A colony of spotted wings Drosophila Flying entomologist Hannah Burrack cared for at home
COURTESY HANNAH BURRACK
The scientific impact of the pandemic was far-reaching and required adjustment as many researchers were excluded from their laboratories to prevent infection. Among the creative tools scientists developed to continue their work was Cut & Tag @ home, a chromosome component profiling protocol that Steven Henikoff of the Fred Hutchinson Cancer Research Center developed in his laundry room.
Induced Pluripotent Stem Cells (iPSCs) have proven to be a boon to research, but most laboratories grow the cells in expensive commercial media that are often used to replenish the population. In an article earlier this year, the researchers described a DIY recipe for a medium with ingredients that cost a fraction of the commercial alternatives and only need to be changed every 3.5 days for the caretakers to have a weekend off.
Neurosity’s Notion headset, released in 2019, is one of the few consumer brain-computer interface devices that scientists are adapting for their EEG research.

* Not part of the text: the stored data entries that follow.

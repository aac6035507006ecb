use std::fmt;

use super::value::Value;

/// Static types known to the checker
#[derive(Debug, Clone, PartialEq, Eq)]
pub enum Type {
    Dyn,
    Null,
    Bool,
    Int,
    UInt,
    Double,
    String,
    Bytes,
    List(Box<Type>),
    Map(Box<Type>, Box<Type>),
}

impl Type {
    pub fn list(elem: Type) -> Type {
        Type::List(Box::new(elem))
    }

    pub fn map(key: Type, value: Type) -> Type {
        Type::Map(Box::new(key), Box::new(value))
    }

    pub fn is_dyn(&self) -> bool {
        matches!(self, Type::Dyn)
    }

    pub fn is_numeric(&self) -> bool {
        matches!(self, Type::Int | Type::UInt | Type::Double)
    }

    /// Whether a value of type `arg` may be passed where `self` is expected.
    /// `dyn` on either side defers the decision to runtime.
    pub fn is_assignable_from(&self, arg: &Type) -> bool {
        match (self, arg) {
            (Type::Dyn, _) | (_, Type::Dyn) => true,
            (Type::List(a), Type::List(b)) => a.is_assignable_from(b),
            (Type::Map(ka, va), Type::Map(kb, vb)) => {
                ka.is_assignable_from(kb) && va.is_assignable_from(vb)
            }
            (a, b) => a == b,
        }
    }

    /// The common type of two branches; falls back to `dyn`.
    pub fn join(&self, other: &Type) -> Type {
        if self == other {
            return self.clone();
        }
        match (self, other) {
            (Type::List(a), Type::List(b)) => Type::list(a.join(b)),
            (Type::Map(ka, va), Type::Map(kb, vb)) => Type::map(ka.join(kb), va.join(vb)),
            _ => Type::Dyn,
        }
    }

    /// Runtime check used for dispatching dynamically typed calls.
    pub fn matches_value(&self, value: &Value) -> bool {
        match (self, value) {
            (Type::Dyn, _) => true,
            (Type::Null, Value::Null) => true,
            (Type::Bool, Value::Bool(_)) => true,
            (Type::Int, Value::Int(_)) => true,
            (Type::UInt, Value::UInt(_)) => true,
            (Type::Double, Value::Double(_)) => true,
            (Type::String, Value::String(_)) => true,
            (Type::Bytes, Value::Bytes(_)) => true,
            (Type::List(elem), Value::List(items)) => {
                elem.is_dyn() || items.iter().all(|item| elem.matches_value(item))
            }
            (Type::Map(key, val), Value::Map(entries)) => {
                (key.is_dyn() && val.is_dyn())
                    || entries.iter().all(|(k, v)| {
                        key.matches_value(&k.to_value()) && val.matches_value(v)
                    })
            }
            _ => false,
        }
    }

    pub fn of_value(value: &Value) -> Type {
        match value {
            Value::Null => Type::Null,
            Value::Bool(_) => Type::Bool,
            Value::Int(_) => Type::Int,
            Value::UInt(_) => Type::UInt,
            Value::Double(_) => Type::Double,
            Value::String(_) => Type::String,
            Value::Bytes(_) => Type::Bytes,
            Value::List(_) => Type::list(Type::Dyn),
            Value::Map(_) => Type::map(Type::Dyn, Type::Dyn),
        }
    }
}

impl fmt::Display for Type {
    fn fmt(&self, f: &mut fmt::Formatter<'_>) -> fmt::Result {
        match self {
            Type::Dyn => write!(f, "dyn"),
            Type::Null => write!(f, "null_type"),
            Type::Bool => write!(f, "bool"),
            Type::Int => write!(f, "int"),
            Type::UInt => write!(f, "uint"),
            Type::Double => write!(f, "double"),
            Type::String => write!(f, "string"),
            Type::Bytes => write!(f, "bytes"),
            Type::List(elem) => write!(f, "list({})", elem),
            Type::Map(k, v) => write!(f, "map({}, {})", k, v),
        }
    }
}

#[cfg(test)]
mod tests {
    use super::*;

    #[test]
    fn test_assignability() {
        assert!(Type::Dyn.is_assignable_from(&Type::Int));
        assert!(Type::Int.is_assignable_from(&Type::Dyn));
        assert!(!Type::Int.is_assignable_from(&Type::String));
        assert!(Type::list(Type::Dyn).is_assignable_from(&Type::list(Type::String)));
        assert!(!Type::list(Type::Int).is_assignable_from(&Type::list(Type::String)));
        assert!(Type::map(Type::String, Type::Dyn)
            .is_assignable_from(&Type::map(Type::String, Type::Int)));
    }

    #[test]
    fn test_join() {
        assert_eq!(Type::Int.join(&Type::Int), Type::Int);
        assert_eq!(Type::Int.join(&Type::String), Type::Dyn);
        assert_eq!(
            Type::list(Type::Int).join(&Type::list(Type::Double)),
            Type::list(Type::Dyn)
        );
    }

    #[test]
    fn test_matches_value() {
        assert!(Type::String.matches_value(&Value::from("x")));
        assert!(!Type::String.matches_value(&Value::Int(1)));
        let strings = Value::from(vec![Value::from("a"), Value::from("b")]);
        assert!(Type::list(Type::String).matches_value(&strings));
        let mixed = Value::from(vec![Value::from("a"), Value::Int(1)]);
        assert!(!Type::list(Type::String).matches_value(&mixed));
        assert!(Type::list(Type::Dyn).matches_value(&mixed));
    }

    #[test]
    fn test_display() {
        assert_eq!(Type::map(Type::String, Type::Dyn).to_string(), "map(string, dyn)");
        assert_eq!(Type::list(Type::Int).to_string(), "list(int)");
    }
}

In order to collect data on human brain activity, researchers usually have to plug their subjects into expensive MRI or PET scanners or attach wires to their skulls for a conventional EEG structure. However, advances in brain-computer interface (BCI) technology – much of it with a view to the consumer market for devices that could be used for applications such as games – offer neuroscientists the potential to collect a wealth of information on brain activity as subjects go following their daily activities. With the release of two new BCI headsets, NextMind, which decodes visual attention, and Neurosity Notion 2, an improved iteration of a product that although designed for coders but can also be used to collect research data, the field in further developed this year.